Adding a state control method

Required override: get_hooks

State control methods work by defining hooks that are then registered into the base model before inference. As part of this tutorial, we’ll implement an ActivationBias method that adds a fixed bias (alpha) to the hidden state output at a specified transformer layer.

First, create the registry file:

from .control import ActivationBias
from .args import ActivationBiasArgs

REGISTRY_ENTRY = {
    "category": "state_control",
    "name": "activation_bias",
    "control": ActivationBias,
    "args": ActivationBiasArgs,
}

Next, define the arguments class. This is where we define the required arguments; the transformer layer (via layer_idx) and the bias (via alpha):

from dataclasses import dataclass, field
from aisteer360.algorithms.core.base_args import BaseArgs


@dataclass
class ActivationBiasArgs(BaseArgs):
    layer_idx: int = field(
        default=0,
        metadata={"help": "Transformer block to patch."}
    )
    alpha: float = field(
        default=0.02,
        metadata={"help": "Bias magnitude."}
    )

    def __post_init__(self):
        if self.layer_idx < 0:
            raise ValueError("layer_idx must be non-negative")

Lastly, the control is implemented as follows:

import torch
from transformers import PreTrainedModel, PreTrainedTokenizer

from aisteer360.algorithms.state_control.base import StateControl, HookSpec
from aisteer360.algorithms.state_control.activation_bias.args import ActivationBiasArgs


class ActivationBias(StateControl):
    """Adds alpha to hidden states at the selected layer."""

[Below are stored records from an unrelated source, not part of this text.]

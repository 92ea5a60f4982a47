//! Difficulty transitions between `easy`, `medium` and `hard`.

use crate::domain::Tier;

/// Scores below this move one tier down.
pub const LOWER_BOUND: f64 = 2.0;
/// Scores above this move one tier up.
pub const UPPER_BOUND: f64 = 4.0;

/// Where an aggregate score falls. Both bounds belong to `Steady`.
#[derive(Clone, Copy, Debug, PartialEq, Eq)]
pub enum ScoreBand {
  Low,
  Steady,
  High,
}

impl ScoreBand {
  pub fn of(score: f64) -> ScoreBand {
    if score > UPPER_BOUND {
      ScoreBand::High
    } else if score < LOWER_BOUND {
      ScoreBand::Low
    } else {
      ScoreBand::Steady
    }
  }
}

/// Next tier for a typed current tier.
pub fn next_tier(score: f64, current: Tier) -> Tier {
  match ScoreBand::of(score) {
    ScoreBand::High => current.above(),
    ScoreBand::Low => current.below(),
    ScoreBand::Steady => current,
  }
}

/// Total form of `next_tier` over raw labels: an unrecognized label counts
/// as `easy` instead of being rejected. For callers holding labels that were
/// never validated; the engine itself validates first and uses `next_tier`.
#[allow(dead_code)]
pub fn next_tier_from_label(score: f64, current: &str) -> Tier {
  next_tier(score, Tier::from_label(current).unwrap_or(Tier::Easy))
}

#[cfg(test)]
mod tests {
  use super::*;

  #[test]
  fn high_scores_move_up() {
    assert_eq!(next_tier(5.0, Tier::Easy), Tier::Medium);
    assert_eq!(next_tier(4.01, Tier::Medium), Tier::Hard);
    assert_eq!(next_tier(6.0, Tier::Hard), Tier::Hard);
  }

  #[test]
  fn low_scores_move_down() {
    assert_eq!(next_tier(1.0, Tier::Medium), Tier::Easy);
    assert_eq!(next_tier(0.0, Tier::Hard), Tier::Medium);
    assert_eq!(next_tier(1.99, Tier::Easy), Tier::Easy);
  }

  #[test]
  fn bounds_are_inclusive_in_the_stay_band() {
    for t in Tier::ALL {
      assert_eq!(next_tier(2.0, t), t);
      assert_eq!(next_tier(3.0, t), t);
      assert_eq!(next_tier(4.0, t), t);
    }
  }

  #[test]
  fn never_leaves_the_tier_range() {
    for i in 0..=60 {
      let score = i as f64 / 10.0;
      assert!(next_tier(score, Tier::Hard) <= Tier::Hard);
      assert!(next_tier(score, Tier::Easy) >= Tier::Easy);
    }
  }

  #[test]
  fn monotonic_in_score() {
    for t in Tier::ALL {
      let mut prev = next_tier(0.0, t);
      for i in 1..=60 {
        let cur = next_tier(i as f64 / 10.0, t);
        assert!(cur >= prev);
        prev = cur;
      }
    }
  }

  #[test]
  fn unknown_label_defaults_to_easy() {
    assert_eq!(next_tier_from_label(3.0, "expert"), Tier::Easy);
    assert_eq!(next_tier_from_label(5.0, ""), Tier::Medium);
    assert_eq!(next_tier_from_label(1.0, "hard"), Tier::Medium);
  }
}
//! Adaptive Quiz · Difficulty Adjustor Backend
//!
//! - Axum HTTP + WebSocket API
//! - Scores a batch of answers, reports the next difficulty tier and samples
//!   the next non-repeating batch of questions
//!
//! Important env variables:
//!   PORT             : u16 (default 8000)
//!   QUIZ_CONFIG_PATH : path to TOML config (engine settings + question bank)
//!   LOG_LEVEL        : tracing filter, e.g. "debug" or full directives
//!   LOG_FORMAT       : "pretty" (default) or "json"

mod telemetry;
mod util;
mod domain;
mod error;
mod config;
mod seeds;
mod repository;
mod engine;
mod state;
mod protocol;
mod logic;
mod routes;

use std::{net::SocketAddr, sync::Arc};
use tokio::net::TcpListener;
use tracing::{info, instrument};

use crate::routes::build_router;
use crate::state::AppState;

const DEFAULT_PORT: u16 = 8000;

#[instrument(level = "info", skip_all)]
#[tokio::main]
async fn main() -> Result<(), Box<dyn std::error::Error>> {
  telemetry::init_tracing();

  // Question bank + engine (issued sets, sampling RNG).
  let state = Arc::new(AppState::new());

  let app = build_router(state.clone());

  let addr: SocketAddr = std::env::var("PORT")
    .ok()
    .and_then(|p| p.parse::<u16>().ok())
    .map(|port| SocketAddr::from(([0, 0, 0, 0], port)))
    .unwrap_or_else(|| SocketAddr::from(([0, 0, 0, 0], DEFAULT_PORT)));

  let listener = TcpListener::bind(addr).await?;
  info!(target: "adaptive_quiz", %addr, "HTTP server listening");
  axum::serve(listener, app)
    .with_graceful_shutdown(shutdown_signal())
    .await?;
  info!(target: "adaptive_quiz", "Server stopped");
  Ok(())
}

async fn shutdown_signal() {
  if let Err(e) = tokio::signal::ctrl_c().await {
    tracing::error!(target: "adaptive_quiz", error = %e, "Failed to listen for shutdown signal");
    std::future::pending::<()>().await;
  }
}
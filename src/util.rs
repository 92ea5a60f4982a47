//! Small numeric helpers shared by the evaluator and the sampler.

/// Fractional digits kept when snapping the scaled value before rounding.
/// `(1 - 0.3) * 0.75 * 100` comes out as `52.49999999999999`; snapping makes it `52.5`.
const SNAP_DIGITS: i32 = 6;

/// Round to `places` decimals, ties away from zero.
///
/// The scaled value is snapped to `SNAP_DIGITS` fractional digits first, so binary
/// noise from the preceding multiplication never decides which way a tie goes.
pub fn round_half_away(value: f64, places: i32) -> f64 {
  let factor = 10f64.powi(places);
  let snap = 10f64.powi(SNAP_DIGITS);
  let scaled = ((value * factor) * snap).round() / snap;
  scaled.round() / factor
}

/// `round_half_away(value, 0)` as a non-negative count.
pub fn round_count(value: f64) -> usize {
  let r = round_half_away(value, 0);
  if r <= 0.0 { 0 } else { r as usize }
}

#[cfg(test)]
mod tests {
  use super::*;

  #[test]
  fn ties_go_away_from_zero() {
    assert_eq!(round_half_away((1.0 - 0.3) * 0.75, 2), 0.53);
    assert_eq!(round_half_away((1.0 - 0.1) * 0.75, 2), 0.68);
    assert_eq!(round_half_away(0.5, 0), 1.0);
    assert_eq!(round_half_away(2.5, 0), 3.0);
    assert_eq!(round_half_away(0.285, 2), 0.29);
  }

  #[test]
  fn non_ties_round_to_nearest() {
    assert_eq!(round_half_away((1.0 - 0.49) * 0.75, 2), 0.38);
    assert_eq!(round_half_away((1.0 - 0.2) * 0.75, 2), 0.6);
  }

  #[test]
  fn counts_follow_the_same_rule() {
    assert_eq!(round_count(6.0 * 0.6), 4);
    assert_eq!(round_count(6.0 * 0.2), 1);
    assert_eq!(round_count(5.0 * 0.1), 1);
    assert_eq!(round_count(5.0 * 0.7), 4);
    assert_eq!(round_count(1.0 * 0.1), 0);
  }
}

    Args = ActivationBiasArgs

    # class attributes (filled by steer)
    model: PreTrainedModel | None = None
    tokenizer: PreTrainedTokenizer | None = None
    device: torch.device | str | None = None

    def steer(
            self,
            model: PreTrainedModel = None,
            tokenizer: PreTrainedTokenizer = None,
            **kwargs) -> None:
        self.model = model
        self.device = next(model.parameters()).device

    def get_hooks(
            self,
            input_ids: torch.Tensor,
            runtime_kwargs,
            **__
    ) -> dict[str, list[HookSpec]]:
        """Returns a forward hook that adds alpha to a specific layer's output.

        Args:
            input_ids (torch.Tensor): Input tensor (unused).
            runtime_kwargs: Optional runtime parameters (unused).

        Returns:
            dict[str, list[HookSpec]]: A dictionary mapping hook phases ("pre", "forward", "backward") to lists of hook
            specifications. Each HookSpec contains:
              - "module": The name of the module to hook
              - "hook_func": The hook function to apply (pre, forward, or backward)
        """

        def fwd_hook(module, args, kwargs, output):

            # handle different output formats
            if isinstance(output, tuple):
                return (output[0] + self.alpha,) + output[1:]
            elif isinstance(output, dict):
                output = output.copy()
                output['hidden_states'] += self.alpha
                return output
            else:  # direct tensor
                return output + self.alpha

        return {
            "pre": [],
            "forward": [{
                "module": f"model.layers.{self.layer_idx}",
                "hook_func": fwd_hook,
            }],
            "backward": [],
        }

The hooks are then registered into the model via the register_hooks method in the state control base class (aisteer360/algorithms/state_control/base.py) such that they can be run on every generate call. The control can then be called via:

from aisteer360.algorithms.state_control.activation_bias.control import ActivationBias
from aisteer360.algorithms.core.steering_pipeline import SteeringPipeline

MODEL_NAME = "meta-llama/Meta-Llama-3-8B-Instruct"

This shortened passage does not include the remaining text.